Eight female, nonpregnant cats weighing 2.7–3.4 kg were used. Under deep ether anesthesia that abolished leg withdraw and pupil reflexes to noxious stimulation, the brain stem was transected between the colliculi. Then the anesthesia was ceased.

The sensory pudendal nerve (SPN) of the left side was dissected in the ischiatic cavity for stimulation. The threshold (T) of SPN to electric stimulation was found by recording the afferent volley at the entrance to the spinal cord of S2 dorsal root. The nerves to the ipsilateral medial gastrocnemius (MG) muscle and lateral gatrocnemius and soleus (LG-Sol) muscles were dissected and kept intact for stimulation, except for a cut, small MG filament used for recording. Silver bipolar hook electrodes were used for both stimulation and recording.

The vertebral column was attached to a frame. The left femur and fibula were stabilized. The Achilles tendon was attached through the calcaneous process to a modified strain-gauge transducer (compliance, 1 mm/2 or 10 kg) (Delgado-Lezama et al. 1997Go). A lumbar laminectomy was performed and the left dorsal root of the first sacral segment (S1) was exposed but kept intact. In some experiments, the ipsilateral ventral root of the seventh lumbar segment (L7) was also exposed. S1 dorsal root filaments were dissected for recording single spikes of Ia afferents from the MG muscle. In some experiments, filaments of the L7 or S1 ventral root were dissected and stimulated. The nerve-root conduction distance was measured at the end of the experiment. The SPN threshold to electric shocks was found through the recording of the afferent volley at the entrance of the corresponding root (S2 for SPN and S1 for MG and LG-Sol nerves). Data were digitally sampled, stored, and analyzed using Axotape and Axoscope software (Axon Instruments). Continuous records were taken during no more than 40 s because signal digitalization at the acquisition rate of ≥10 kHz imposed limits to the acquisition time; using acquisition rates <10 kHz do not sample adequately biphasic spikes lasting ~1 ms. In addition, series of unitary Ia spikes acquired at low rate (<10 kHz) but for longer periods are too much compressed for illustration.

At the end of the experiment, the cats were killed by an intravenous overdose of barbiturate.

Window-selected spikes

Single negative-positive (up-and-down) electroneurographic (ENG) or EMG spikes were selected using a software program (UDP) written by one of us (Ramírez) on Matlab (MathWorks). Briefly, two pairs of voltage levels were chosen for each spike: one pair included the negative peak and the other pair included the positive one. Each pair of the voltage levels was separated by 10% of the corresponding peak voltage to allow for spike amplitude fluctuations. The counting of spikes in multiunit recordings has some uncertainty. On one hand, some spikes with similar shape and amplitude might not fit in the window if adding to spikes from other units. On the other hand, different ENG or EMG units might produce spikes with ≤10% difference with respect to the amplitude of each component of the selected spike. Thus more than one unit might generate the counted spikes. In spite of uncertainties, the spikes frequency changed importantly by SPN stimulation.

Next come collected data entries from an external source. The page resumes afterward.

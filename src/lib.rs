use std::sync::atomic::{AtomicBool, Ordering};
use std::time::Duration;

pub mod cli;
pub mod listener;
pub mod midi_file;
pub mod player;
pub mod sequencer;
pub mod song;
pub mod synth;
pub mod trigger;

pub use player::{Player, PlayerKind};
pub use sequencer::{SequencerState, TriggerResult};
pub use song::{Song, SongError, SongSet};
pub use trigger::TriggerHandler;

// Global shutdown flag for graceful Ctrl+C handling
static SHUTDOWN: AtomicBool = AtomicBool::new(false);

pub fn set_shutdown_flag() {
    SHUTDOWN.store(true, Ordering::Relaxed);
}

pub fn should_shutdown() -> bool {
    SHUTDOWN.load(Ordering::Relaxed)
}

pub const DEFAULT_GATE_SECONDS: f64 = 0.4;

#[derive(Clone, Debug)]
/// Runtime settings for a listening session
pub struct SingerConfig {
    /// Minimum time between two accepted key presses, in seconds
    pub gate_seconds: f64,
    /// How long each note sounds
    pub note_length: Duration,
    /// Which backend renders the notes
    pub player: PlayerKind,
    /// MIDI output port index for the `midi` player
    pub midi_port: usize,
    /// Song to start on, by index or name
    pub start_song: Option<String>,
    /// Capture key presses system-wide; `false` means the terminal only
    pub global: bool,
}

impl Default for SingerConfig {
    fn default() -> Self {
        SingerConfig {
            gate_seconds: DEFAULT_GATE_SECONDS,
            note_length: Duration::from_secs_f32(synth::DEFAULT_NOTE_SECONDS),
            player: PlayerKind::Synth,
            midi_port: 0,
            start_song: None,
            global: true,
        }
    }
}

The instantaneous frequency (IF) of unitary (Ia) and multi-unit (gamma and motor unit) spikes was determined automatically using UDP. To find the combined IF of 4–10 pooled ENG or EMG spikes, the window voltage levels were adjusted to include all selected spikes; the smaller selected spike had peaks amplitudes of at least double the noise amplitude. The correlation between Ia spikes and 4–15 pooled gamma spikes and motor-unit spikes was estimated at 0.2- to 1-s consecutive intervals.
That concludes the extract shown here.